Makes sense actually, I am looking if there is issue in code. Approach seems fine.
I think this will work fine
sort(all(arr))
long long ans = 0
for(int i = 0; i < n; ++i){
int index = upper_bound(all(arr),a[i]+k-1) - arr.begin();
ans += index - i - 1;
}
I think 
Yeah HashMap is enough i guess.
Sort array
for i = 0 to n :
cnt += (i-max_index_from_0_to_i_such_that(abs(a[i] - a[index]) <=k)) +1
How?
Wait I will submit and tell u if it is right or wrong.
Yes this one seems right too.
Sorting is predetermining the complexity bound of O(N log(n)).
Suppose if a desired sub-array ends at i. Then we only have to look for no. of times a[i]+k and a[i]-k occurs before i. If the numbers are in range we can create a frequency array, else we can use a HashMap. Either way complexity will be O(n).
EDIT 1: I didn’t read the part less than equal to. Sorry MY bad
But how do you query a frequency array range sum in O(1)?

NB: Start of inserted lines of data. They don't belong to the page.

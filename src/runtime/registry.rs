//! Filter factory table
//!
//! Maps protocol names to constructors so nodes can be created by name, for
//! example from a saved setup or a UI menu. A registry is an ordinary value:
//! build one, register what you need and pass it to
//! [`FilterGraph::add_node_by_protocol`](super::graph::FilterGraph::add_node_by_protocol).

use super::node::Filter;
use std::collections::BTreeMap;
use tracing::{debug, warn};

type FilterCreatorFn = Box<dyn Fn() -> Box<dyn Filter> + Send + Sync>;

/// Protocol name to filter constructor
#[derive(Default)]
pub struct FilterRegistry {
    creators: BTreeMap<String, FilterCreatorFn>,
}

impl FilterRegistry {
    /// Empty registry
    pub fn new() -> Self {
        Self::default()
    }

    /// Registry holding every filter shipped with the crate
    pub fn with_builtin_filters() -> Self {
        let mut registry = Self::new();
        crate::nodes::register_builtin_filters(&mut registry);
        registry
    }

    /// Register `F` under its own protocol name.
    ///
    /// A later registration under the same name replaces the earlier one.
    pub fn register<F, C>(&mut self, create: C)
    where
        F: Filter + 'static,
        C: Fn() -> F + Send + Sync + 'static,
    {
        let protocol = create().protocol_name().to_string();
        if self.creators.contains_key(&protocol) {
            warn!("Filter protocol '{}' registered twice, keeping the latest", protocol);
        }
        debug!("Registered filter protocol '{}'", protocol);
        self.creators
            .insert(protocol, Box::new(move || Box::new(create()) as Box<dyn Filter>));
    }

    /// Instantiate the filter registered as `protocol`
    pub fn create(&self, protocol: &str) -> Option<Box<dyn Filter>> {
        self.creators.get(protocol).map(|create| create())
    }

    pub fn contains(&self, protocol: &str) -> bool {
        self.creators.contains_key(protocol)
    }

    /// Registered protocol names, sorted
    pub fn protocols(&self) -> impl Iterator<Item = &str> {
        self.creators.keys().map(String::as_str)
    }

    pub fn len(&self) -> usize {
        self.creators.len()
    }

    pub fn is_empty(&self) -> bool {
        self.creators.is_empty()
    }
}
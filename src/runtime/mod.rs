//! Runtime support for filter graphs

pub mod buffer;
pub mod device;
pub mod errors;
pub mod graph;
pub mod node;
pub mod pipeline;
pub mod registry;
pub mod scheduler;
pub mod scratch;
pub mod stream;
pub mod units;
pub mod watchdog;
pub mod waveform;

pub use buffer::{AcceleratorBuffer, Residency, SampleType, TransferStats};
pub use device::{
    Accelerator, CommandBuffer, Device, MemoryPressureHandler, MemoryPressureLevel, MemoryType,
    Queue,
};
pub use errors::{BufferError, ConnectionError, WaveformError};
pub use graph::{FilterGraph, NodeId};
pub use node::{DataLocation, Filter, FlowGraphNode, NodeHandle, RefreshContext};
pub use pipeline::{Acquisition, Instrument, Pipeline, PipelineCycle};
pub use registry::FilterRegistry;
pub use scheduler::{CycleStats, FilterGraphExecutor};
pub use scratch::{ScratchBuffer, ScratchPool, ScratchPurpose};
pub use stream::{Stream, StreamDescriptor, StreamFlags, StreamType};
pub use units::Unit;
pub use watchdog::Watchdog;
pub use waveform::{
    ComplexSample, EyeWaveform, SparseWaveform, UniformWaveform, Waveform, WaveformBase,
    WaveformLayout,
};
//! End-to-end scenarios through the public API

use std::io::Write;
use std::sync::Arc;
use std::sync::atomic::{AtomicUsize, Ordering};
use std::time::Duration;
use tempfile::NamedTempFile;
use wavegraph::nodes::{InvertFilter, MovingAverageFilter, SubtractFilter, ThresholdFilter, WaveformSource};
use wavegraph::{
    Accelerator, Acquisition, ConnectionError, EngineConfig, FilterGraph, FilterGraphExecutor,
    FilterRegistry, Instrument, Pipeline, Residency, SparseWaveform, Stream, StreamType,
    UniformWaveform, Unit, Waveform,
};

/// Scope that replays a fixed list of ch1 captures
struct Replay {
    captures: Vec<Vec<f32>>,
    polled: Arc<AtomicUsize>,
}

impl Instrument for Replay {
    fn name(&self) -> &str {
        "replay"
    }

    fn channel_streams(&self) -> Vec<Stream> {
        vec![Stream::new("ch1", Unit::Volts, StreamType::Analog)]
    }

    fn acquire(&mut self) -> Option<Acquisition> {
        self.polled.fetch_add(1, Ordering::SeqCst);
        if self.captures.is_empty() {
            return None;
        }
        let samples = self.captures.remove(0);
        Some(Acquisition::new().with_channel(0, Box::new(UniformWaveform::from_samples(100, &samples))))
    }
}

fn bools(pipeline: &Pipeline, node: &str) -> Option<Vec<bool>> {
    let node = pipeline.graph().node(node)?;
    let streams = node.streams();
    streams[0].uniform::<bool>().map(|w| w.samples.as_slice().to_vec())
}

#[test]
fn test_registry_built_graph_runs() {
    let registry = FilterRegistry::with_builtin_filters();
    let mut graph = FilterGraph::new();
    let scope = graph.add_node("scope", WaveformSource::analog(&["ch1", "ch2"])).unwrap();
    graph.add_node_by_protocol(&registry, "Subtract", "diff").unwrap();
    graph.add_node_by_protocol(&registry, "Threshold", "thresh").unwrap();
    graph.connect("scope", "ch1", "diff", "a").unwrap();
    graph.connect("scope", "ch2", "diff", "b").unwrap();
    graph.connect("diff", "diff", "thresh", "din").unwrap();

    assert!(matches!(
        graph.add_node_by_protocol(&registry, "FFT", "fft"),
        Err(ConnectionError::UnknownProtocol(_))
    ));

    scope.set_stream_waveform(0, Box::new(UniformWaveform::from_samples(10, &[1.0f32, 0.0, 2.0])));
    scope.set_stream_waveform(1, Box::new(UniformWaveform::from_samples(10, &[0.5f32, 0.5, 0.5])));

    let executor = FilterGraphExecutor::new(3, Arc::new(Accelerator::default()));
    let stats = executor.run_blocking(graph.nodes());
    assert_eq!(stats.nodes_executed, 3);

    let thresh = graph.node("thresh").unwrap();
    let streams = thresh.streams();
    // Default threshold is zero
    assert_eq!(streams[0].uniform::<bool>().unwrap().samples.as_slice(), &[true, false, true]);
}

#[test]
fn test_device_and_host_nodes_share_one_stream() {
    let polled = Arc::new(AtomicUsize::new(0));
    let mut pipeline = Pipeline::new(FilterGraphExecutor::new(4, Arc::new(Accelerator::default())));
    pipeline
        .add_instrument(
            "scope",
            Replay {
                captures: vec![vec![0.0, 0.0, 2.0, 2.0, 2.0, 0.0]],
                polled: Arc::clone(&polled),
            },
        )
        .unwrap();

    let graph = pipeline.graph_mut();
    graph.add_node("avg", MovingAverageFilter::new(2)).unwrap();
    graph.add_node("slice", ThresholdFilter::new(0.5, 0.0)).unwrap();
    graph.add_node("raw_slice", ThresholdFilter::new(0.5, 0.0)).unwrap();
    graph.connect("scope", "ch1", "avg", "din").unwrap();
    graph.connect("avg", "avg", "slice", "din").unwrap();
    graph.connect("scope", "ch1", "raw_slice", "din").unwrap();

    let cycle = pipeline.run_cycle();
    assert_eq!(cycle.acquisitions, 1);
    assert_eq!(cycle.stats.nodes_executed, 4);

    // avg = [0, 1, 2, 2, 1]; the host consumer pulled it back from the device
    assert_eq!(bools(&pipeline, "slice"), Some(vec![false, true, true, true, true]));
    assert_eq!(bools(&pipeline, "raw_slice"), Some(vec![false, false, true, true, true, false]));

    let avg = pipeline.graph().node("avg").unwrap();
    let streams = avg.streams();
    let samples = &streams[0].uniform::<f32>().unwrap().samples;
    assert_eq!(samples.residency(), Residency::Synced);
    assert_eq!(samples.transfer_stats().device_to_host, 1);
}

#[test]
fn test_sparse_protocol_stream_stays_sparse() {
    let mut graph = FilterGraph::new();
    let la = graph.add_node("la", WaveformSource::digital(&["d0"])).unwrap();
    graph.add_node("inv", InvertFilter).unwrap();
    graph.add_node("inv2", InvertFilter).unwrap();
    graph.connect("la", "d0", "inv", "din").unwrap();
    graph.connect("inv", "data", "inv2", "din").unwrap();

    let input = SparseWaveform::from_parts(1000, &[0, 10, 25], &[10, 15, 5], &[true, false, true]).unwrap();
    la.set_stream_waveform(0, Box::new(input));
    FilterGraphExecutor::new(2, Arc::new(Accelerator::default())).run_blocking(graph.nodes());

    let inv = graph.node("inv").unwrap().streams();
    let out = inv[0].sparse::<bool>().unwrap();
    assert_eq!(out.samples.as_slice(), &[false, true, false]);
    assert_eq!(out.offsets.as_slice(), &[0, 10, 25]);
    assert_eq!(out.durations.as_slice(), &[10, 15, 5]);

    let inv2 = graph.node("inv2").unwrap().streams();
    assert_eq!(inv2[0].sparse::<bool>().unwrap().samples.as_slice(), &[true, false, true]);
}

#[test]
fn test_connect_rejects_cycle_and_type_mismatch() {
    let mut graph = FilterGraph::new();
    graph.add_node("scope", WaveformSource::analog(&["ch1"])).unwrap();
    graph.add_node("a", SubtractFilter).unwrap();
    graph.add_node("b", SubtractFilter).unwrap();
    graph.add_node("inv", InvertFilter).unwrap();

    graph.connect("scope", "ch1", "a", "a").unwrap();
    graph.connect("a", "diff", "b", "a").unwrap();
    assert!(matches!(
        graph.connect("b", "diff", "a", "b"),
        Err(ConnectionError::Cycle { .. })
    ));
    assert!(matches!(
        graph.connect("scope", "ch1", "inv", "din"),
        Err(ConnectionError::TypeMismatch { .. })
    ));
    assert!(matches!(
        graph.connect("scope", "nope", "inv", "din"),
        Err(ConnectionError::PortNotFound { .. })
    ));
}

#[test]
fn test_removed_node_leaves_dependents_without_data() {
    let mut graph = FilterGraph::new();
    let scope = graph.add_node("scope", WaveformSource::analog(&["ch1"])).unwrap();
    graph.add_node("thresh", ThresholdFilter::new(0.0, 0.0)).unwrap();
    graph.connect("scope", "ch1", "thresh", "din").unwrap();
    scope.set_stream_waveform(0, Box::new(UniformWaveform::from_samples(1, &[1.0f32])));

    let executor = FilterGraphExecutor::new(2, Arc::new(Accelerator::default()));
    executor.run_blocking(graph.nodes());
    assert!(graph.node("thresh").unwrap().streams()[0].has_data());

    graph.remove_node("scope").unwrap();
    executor.run_blocking(graph.nodes());
    let thresh = graph.node("thresh").unwrap();
    assert!(!thresh.streams()[0].has_data());
    assert_eq!(thresh.last_error().as_deref(), Some("Input 'din' is not connected"));
}

#[test]
fn test_pipeline_from_config_file() {
    let mut file = NamedTempFile::new().unwrap();
    writeln!(
        file,
        "worker_threads = 2\n\n[device]\nname = \"gpu0\"\nmemory_bytes = 65536\n\n[watchdog]\nenabled = false\n\n[acquisition]\nqueue_depth = 1"
    )
    .unwrap();
    let config = EngineConfig::load(file.path()).unwrap();

    let polled = Arc::new(AtomicUsize::new(0));
    let mut pipeline = Pipeline::from_config(&config);
    assert_eq!(pipeline.executor().thread_count(), 2);
    assert_eq!(pipeline.executor().accelerator().device().name(), "gpu0");

    pipeline
        .add_instrument(
            "scope",
            Replay {
                captures: vec![vec![1.0, -1.0], vec![-1.0, 1.0]],
                polled: Arc::clone(&polled),
            },
        )
        .unwrap();
    pipeline.graph_mut().add_node("thresh", ThresholdFilter::new(0.0, 0.0)).unwrap();
    pipeline.graph_mut().connect("scope", "ch1", "thresh", "din").unwrap();

    pipeline.spawn_acquisition().unwrap();
    let mut delivered = 0;
    for _ in 0..50 {
        if delivered == 2 {
            break;
        }
        if pipeline.wait_for_acquisition(Duration::from_millis(100)) {
            delivered += pipeline.run_cycle().acquisitions;
        }
    }
    pipeline.stop_acquisition();

    // Captures are published in order, so the newest one wins
    assert_eq!(delivered, 2);
    assert_eq!(bools(&pipeline, "thresh"), Some(vec![false, true]));
    assert!(polled.load(Ordering::SeqCst) >= 2);
}

#[test]
fn test_executor_cycles_accumulate_revisions() {
    let mut graph = FilterGraph::new();
    let la = graph.add_node("la", WaveformSource::digital(&["d0"])).unwrap();
    graph.add_node("inv", InvertFilter).unwrap();
    graph.connect("la", "d0", "inv", "din").unwrap();
    la.set_stream_waveform(0, Box::new(UniformWaveform::from_samples(1, &[true, false])));

    let executor = FilterGraphExecutor::new(2, Arc::new(Accelerator::default()));
    let mut revisions = Vec::new();
    for _ in 0..3 {
        executor.run_blocking(graph.nodes());
        let inv = graph.node("inv").unwrap().streams();
        revisions.push(inv[0].waveform().map(|w| w.base().revision()).unwrap());
    }
    assert!(revisions.windows(2).all(|pair| pair[1] > pair[0]));
    assert_eq!(executor.cycles(), 3);
    assert_eq!(graph.node("inv").unwrap().refresh_count(), 3);
}

#[test]
fn test_scope_channel_feeding_several_filters() {
    let mut graph = FilterGraph::new();
    let scope = graph.add_node("scope", WaveformSource::analog(&["ch1", "ch2"])).unwrap();
    graph.add_node("smooth", MovingAverageFilter::new(2)).unwrap();
    graph.add_node("slice", ThresholdFilter::new(1.0, 0.2)).unwrap();
    graph.add_node("raw_slice", ThresholdFilter::new(1.0, 0.0)).unwrap();
    graph.add_node("skew", SubtractFilter).unwrap();
    graph.add_node("slice_n", InvertFilter).unwrap();
    graph.connect("scope", "ch1", "smooth", "din").unwrap();
    graph.connect("smooth", "avg", "slice", "din").unwrap();
    graph.connect("scope", "ch1", "raw_slice", "din").unwrap();
    graph.connect("scope", "ch1", "skew", "a").unwrap();
    graph.connect("scope", "ch2", "skew", "b").unwrap();
    graph.connect("raw_slice", "data", "slice_n", "din").unwrap();

    scope.set_stream_waveform(0, Box::new(UniformWaveform::from_samples(10, &[0.0f32, 2.0, 2.0, 0.0])));
    scope.set_stream_waveform(1, Box::new(UniformWaveform::from_samples(10, &[1.0f32, 1.0, 1.0, 1.0])));

    let nodes = graph.nodes().to_vec();
    let (done_tx, done_rx) = crossbeam_channel::bounded(1);
    let runner = std::thread::spawn(move || {
        let executor = FilterGraphExecutor::new(4, Arc::new(Accelerator::default()));
        for _ in 0..500 {
            executor.run_blocking(&nodes);
        }
        let _ = done_tx.send(executor.cycles());
    });
    assert_eq!(done_rx.recv_timeout(Duration::from_secs(60)), Ok(500));
    runner.join().unwrap();

    let skew = graph.node("skew").unwrap().streams();
    assert_eq!(skew[0].uniform::<f32>().unwrap().samples.as_slice(), &[-1.0, 1.0, 1.0, -1.0]);
    drop(skew);
    let slice_n = graph.node("slice_n").unwrap().streams();
    assert_eq!(slice_n[0].uniform::<bool>().unwrap().samples.as_slice(), &[true, false, false, true]);
}
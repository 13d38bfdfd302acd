//! Error types for the runtime system

/// Error type for graph editing operations
#[derive(Debug, thiserror::Error)]
pub enum ConnectionError {
    #[error("Node '{0}' not found")]
    NodeNotFound(String),

    #[error("Node with name '{0}' already exists")]
    DuplicateNode(String),

    #[error("Unknown filter protocol '{0}'")]
    UnknownProtocol(String),

    #[error("Input {index} not found on node '{node}'")]
    InputNotFound { node: String, index: usize },

    #[error("Port '{port}' not found on node '{node}'")]
    PortNotFound { node: String, port: String },

    #[error("Stream {index} not found on node '{node}'")]
    StreamNotFound { node: String, index: usize },

    #[error("Stream {from_node}.{from_stream} rejected by {to_node} input {to_input}")]
    TypeMismatch {
        from_node: String,
        from_stream: usize,
        to_node: String,
        to_input: usize,
    },

    #[error("Node '{0}' cannot consume its own output")]
    SelfLoop(String),

    #[error("Connecting {from_node} -> {to_node} would create a cycle")]
    Cycle { from_node: String, to_node: String },

    #[error("Cannot bind instrument '{0}' while acquisition is running")]
    AcquisitionRunning(String),
}

/// Error type for buffer residency and device memory operations
#[derive(Debug, Clone, PartialEq, Eq, thiserror::Error)]
pub enum BufferError {
    #[error("Buffer has no accelerator device attached")]
    NoDevice,

    #[error("Device '{device}' out of memory: requested {requested} bytes, {available} available")]
    OutOfDeviceMemory {
        device: String,
        requested: usize,
        available: usize,
    },
}

/// Structural problems found when validating a waveform
#[derive(Debug, Clone, PartialEq, Eq, thiserror::Error)]
pub enum WaveformError {
    #[error("Sparse arrays disagree in length: {offsets} offsets, {durations} durations, {samples} samples")]
    LengthMismatch {
        offsets: usize,
        durations: usize,
        samples: usize,
    },

    #[error("Offset at index {index} ({offset}) is before the previous offset ({previous})")]
    DecreasingOffset {
        index: usize,
        offset: i64,
        previous: i64,
    },
}
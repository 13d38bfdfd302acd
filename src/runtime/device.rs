//! Accelerator device model
//!
//! The device owns a memory budget that every device-side buffer allocation is
//! charged against. Work is recorded into a [`CommandBuffer`] and executed by
//! [`Queue::submit_and_block`], which returns only once every dispatch has run.
//!
//! When a reservation does not fit, the device raises a memory-pressure
//! notification so registered handlers (the scratch pool) can release cached
//! buffers, then retries once.

use super::errors::BufferError;
use super::scratch::ScratchPool;
use crate::config::DeviceConfig;
use std::fmt;
use std::sync::atomic::{AtomicU64, AtomicUsize, Ordering};
use std::sync::{Arc, Mutex, PoisonError, Weak};
use tracing::{debug, info, trace, warn};

/// Severity of a memory-pressure notification
#[derive(Debug, Clone, Copy, PartialEq, Eq)]
pub enum MemoryPressureLevel {
    /// Allocation still possible, but caches should shrink
    Soft,
    /// An allocation failed and will be retried after this notification
    Hard,
}

/// Memory domain that is under pressure
#[derive(Debug, Clone, Copy, PartialEq, Eq)]
pub enum MemoryType {
    Host,
    Device,
}

/// Receiver of memory-pressure notifications
pub trait MemoryPressureHandler: Send + Sync {
    /// Release what can be released. Returns true if any memory was freed.
    fn on_memory_pressure(
        &self,
        level: MemoryPressureLevel,
        memory_type: MemoryType,
        requested_size: usize,
    ) -> bool;
}

/// Accelerator device with a fixed memory budget
pub struct Device {
    name: String,
    capacity: usize,
    allocated: AtomicUsize,
    handlers: Mutex<Vec<Weak<dyn MemoryPressureHandler>>>,
}

impl Device {
    /// Create a device with `capacity` bytes of memory
    pub fn new(name: impl Into<String>, capacity: usize) -> Arc<Self> {
        let name = name.into();
        info!("Device '{}' created with {} bytes", name, capacity);
        Arc::new(Self {
            name,
            capacity,
            allocated: AtomicUsize::new(0),
            handlers: Mutex::new(Vec::new()),
        })
    }

    pub fn name(&self) -> &str {
        &self.name
    }

    pub fn capacity_bytes(&self) -> usize {
        self.capacity
    }

    pub fn allocated_bytes(&self) -> usize {
        self.allocated.load(Ordering::Acquire)
    }

    pub fn available_bytes(&self) -> usize {
        self.capacity.saturating_sub(self.allocated_bytes())
    }

    /// Register a handler for memory-pressure notifications.
    ///
    /// Handlers are held weakly; dropped handlers are pruned on the next notification.
    pub fn register_pressure_handler(&self, handler: Weak<dyn MemoryPressureHandler>) {
        self.handlers
            .lock()
            .unwrap_or_else(PoisonError::into_inner)
            .push(handler);
    }

    /// Notify every live handler. Returns true if any handler freed memory.
    pub fn notify_memory_pressure(
        &self,
        level: MemoryPressureLevel,
        memory_type: MemoryType,
        requested_size: usize,
    ) -> bool {
        // Upgrade under the lock, call outside it: handlers drop buffers, which
        // release reservations back into this device.
        let live: Vec<Arc<dyn MemoryPressureHandler>> = {
            let mut handlers = self.handlers.lock().unwrap_or_else(PoisonError::into_inner);
            handlers.retain(|weak| weak.strong_count() > 0);
            handlers.iter().filter_map(Weak::upgrade).collect()
        };

        debug!(
            "Memory pressure on '{}': {:?} {:?}, {} bytes requested, {} handlers",
            self.name,
            level,
            memory_type,
            requested_size,
            live.len()
        );

        let mut freed = false;
        for handler in live {
            freed |= handler.on_memory_pressure(level, memory_type, requested_size);
        }
        freed
    }

    /// Charge `bytes` against the device budget.
    ///
    /// On exhaustion a hard pressure notification is raised and the
    /// reservation retried once before giving up.
    pub fn reserve(self: &Arc<Self>, bytes: usize) -> Result<DeviceReservation, BufferError> {
        if self.try_reserve(bytes) {
            return Ok(DeviceReservation::new(Arc::clone(self), bytes));
        }

        warn!(
            "Device '{}' cannot fit {} bytes ({} of {} in use), requesting eviction",
            self.name,
            bytes,
            self.allocated_bytes(),
            self.capacity
        );
        self.notify_memory_pressure(MemoryPressureLevel::Hard, MemoryType::Device, bytes);

        if self.try_reserve(bytes) {
            return Ok(DeviceReservation::new(Arc::clone(self), bytes));
        }

        Err(BufferError::OutOfDeviceMemory {
            device: self.name.clone(),
            requested: bytes,
            available: self.available_bytes(),
        })
    }

    fn try_reserve(&self, bytes: usize) -> bool {
        self.allocated
            .fetch_update(Ordering::AcqRel, Ordering::Acquire, |current| {
                current
                    .checked_add(bytes)
                    .filter(|&total| total <= self.capacity)
            })
            .is_ok()
    }

    fn release(&self, bytes: usize) {
        self.allocated.fetch_sub(bytes, Ordering::AcqRel);
    }
}

impl fmt::Debug for Device {
    fn fmt(&self, f: &mut fmt::Formatter) -> fmt::Result {
        f.debug_struct("Device")
            .field("name", &self.name)
            .field("capacity", &self.capacity)
            .field("allocated", &self.allocated_bytes())
            .finish()
    }
}

/// A block of device memory charged to a [`Device`]; released on drop
#[derive(Debug)]
pub struct DeviceReservation {
    device: Arc<Device>,
    bytes: usize,
}

impl DeviceReservation {
    fn new(device: Arc<Device>, bytes: usize) -> Self {
        trace!("Reserved {} bytes on '{}'", bytes, device.name);
        Self { device, bytes }
    }

    pub fn bytes(&self) -> usize {
        self.bytes
    }

    pub fn device(&self) -> &Arc<Device> {
        &self.device
    }
}

impl Drop for DeviceReservation {
    fn drop(&mut self) {
        self.device.release(self.bytes);
    }
}

struct Dispatch<'a> {
    name: &'static str,
    kernel: Box<dyn FnOnce() + 'a>,
}

/// Recorded device work, executed by [`Queue::submit_and_block`]
///
/// Kernels borrow device slices for the lifetime of the command buffer, so
/// the borrow checker guarantees no buffer is touched from the host while a
/// recorded dispatch still refers to it.
#[derive(Default)]
pub struct CommandBuffer<'a> {
    dispatches: Vec<Dispatch<'a>>,
}

impl<'a> CommandBuffer<'a> {
    pub fn new() -> Self {
        Self {
            dispatches: Vec::new(),
        }
    }

    /// Record a compute dispatch
    pub fn dispatch(&mut self, name: &'static str, kernel: impl FnOnce() + 'a) {
        self.dispatches.push(Dispatch {
            name,
            kernel: Box::new(kernel),
        });
    }

    pub fn len(&self) -> usize {
        self.dispatches.len()
    }

    pub fn is_empty(&self) -> bool {
        self.dispatches.is_empty()
    }
}

/// Device queue. Submissions are serialized and synchronous.
pub struct Queue {
    name: String,
    submit_lock: Mutex<()>,
    submissions: AtomicU64,
    dispatches: AtomicU64,
}

impl Queue {
    pub fn new(name: impl Into<String>) -> Self {
        Self {
            name: name.into(),
            submit_lock: Mutex::new(()),
            submissions: AtomicU64::new(0),
            dispatches: AtomicU64::new(0),
        }
    }

    pub fn name(&self) -> &str {
        &self.name
    }

    /// Execute every recorded dispatch and wait for completion
    pub fn submit_and_block(&self, commands: CommandBuffer<'_>) {
        let _lock = self.submit_lock.lock().unwrap_or_else(PoisonError::into_inner);
        let count = commands.len();
        for dispatch in commands.dispatches {
            trace!("[{}] dispatch {}", self.name, dispatch.name);
            (dispatch.kernel)();
        }
        self.submissions.fetch_add(1, Ordering::Relaxed);
        self.dispatches.fetch_add(count as u64, Ordering::Relaxed);
    }

    /// Number of command buffers submitted so far
    pub fn submissions(&self) -> u64 {
        self.submissions.load(Ordering::Relaxed)
    }

    /// Number of dispatches executed so far
    pub fn dispatches(&self) -> u64 {
        self.dispatches.load(Ordering::Relaxed)
    }
}

/// Device, queue and scratch pool shared by every node of an executor
pub struct Accelerator {
    device: Arc<Device>,
    queue: Queue,
    scratch: Arc<ScratchPool>,
}

impl Accelerator {
    /// Create a device with `memory_bytes` of memory and its scratch pool.
    ///
    /// The pool is registered as a memory-pressure handler on the device.
    pub fn new(name: impl Into<String>, memory_bytes: usize) -> Self {
        let name = name.into();
        let device = Device::new(name.clone(), memory_bytes);
        let scratch = Arc::new(ScratchPool::new(Some(Arc::clone(&device))));
        device.register_pressure_handler(Arc::downgrade(&scratch) as Weak<dyn MemoryPressureHandler>);
        Self {
            device,
            queue: Queue::new(format!("{} queue", name)),
            scratch,
        }
    }

    pub fn from_config(config: &DeviceConfig) -> Self {
        Self::new(config.name.clone(), config.memory_bytes)
    }

    pub fn device(&self) -> &Arc<Device> {
        &self.device
    }

    pub fn queue(&self) -> &Queue {
        &self.queue
    }

    pub fn scratch(&self) -> &ScratchPool {
        &self.scratch
    }
}

impl Default for Accelerator {
    fn default() -> Self {
        Self::from_config(&DeviceConfig::default())
    }
}
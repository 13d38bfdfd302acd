//! Axis unit tags for streams

use std::fmt;

/// Physical unit carried by a stream's Y axis (or a waveform's X axis)
#[derive(Debug, Clone, Copy, PartialEq, Eq, Hash, Default)]
pub enum Unit {
    Femtoseconds,
    Volts,
    Amps,
    Watts,
    Ohms,
    Hertz,
    Decibels,
    Dbm,
    Percent,
    Degrees,
    Counts,
    UnitIntervals,
    BitRate,
    SampleDepth,
    SampleRate,
    Celsius,
    Hexadecimal,
    #[default]
    Dimensionless,
}

impl Unit {
    /// Short symbol, without any SI prefix handling
    pub fn symbol(&self) -> &'static str {
        match self {
            Unit::Femtoseconds => "fs",
            Unit::Volts => "V",
            Unit::Amps => "A",
            Unit::Watts => "W",
            Unit::Ohms => "Ω",
            Unit::Hertz => "Hz",
            Unit::Decibels => "dB",
            Unit::Dbm => "dBm",
            Unit::Percent => "%",
            Unit::Degrees => "°",
            Unit::Counts => "",
            Unit::UnitIntervals => "UI",
            Unit::BitRate => "b/s",
            Unit::SampleDepth => "S",
            Unit::SampleRate => "S/s",
            Unit::Celsius => "°C",
            Unit::Hexadecimal => "0x",
            Unit::Dimensionless => "",
        }
    }
}

impl fmt::Display for Unit {
    fn fmt(&self, f: &mut fmt::Formatter) -> fmt::Result {
        write!(f, "{:?}", self)
    }
}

It’s not diff = k, it’s diff < k.
[EDIT]. Lol. Alright.
WA bro
7
11 5 3 2 25 50 1
3
Your : 4
Expected : 12
Yeah i edited my post. Oops i didn’t read it carefully.
Please tell me we just didn’t discuss solution to a live test 
Nope not a live contest bro.
“Coding Ninjas”
I already gave test yesterday that Coding ninja wala test . I got 460 out of 500
Cool then 
Let me see
actually we can submit our solution after contest too.
How is answer 12?
Pairs:
1,2
1,3
2,3
3,5
Also i was thinking if sorting is done can’t we use two pointer approach.
First in the sorted array low will represent a starting position and high will represent the number which is just less than or equal to a[low]+k.
All numbers in range [low,high] will make a pair with low.
Each element is also count in subarray too as self-self = 0 <=K
Ok my bad I forgot to take screenshot of explaination -
Bro this is actually I did after sort take two pointers but in worst case it will be N2
Two pointer in sorted array will be O(N).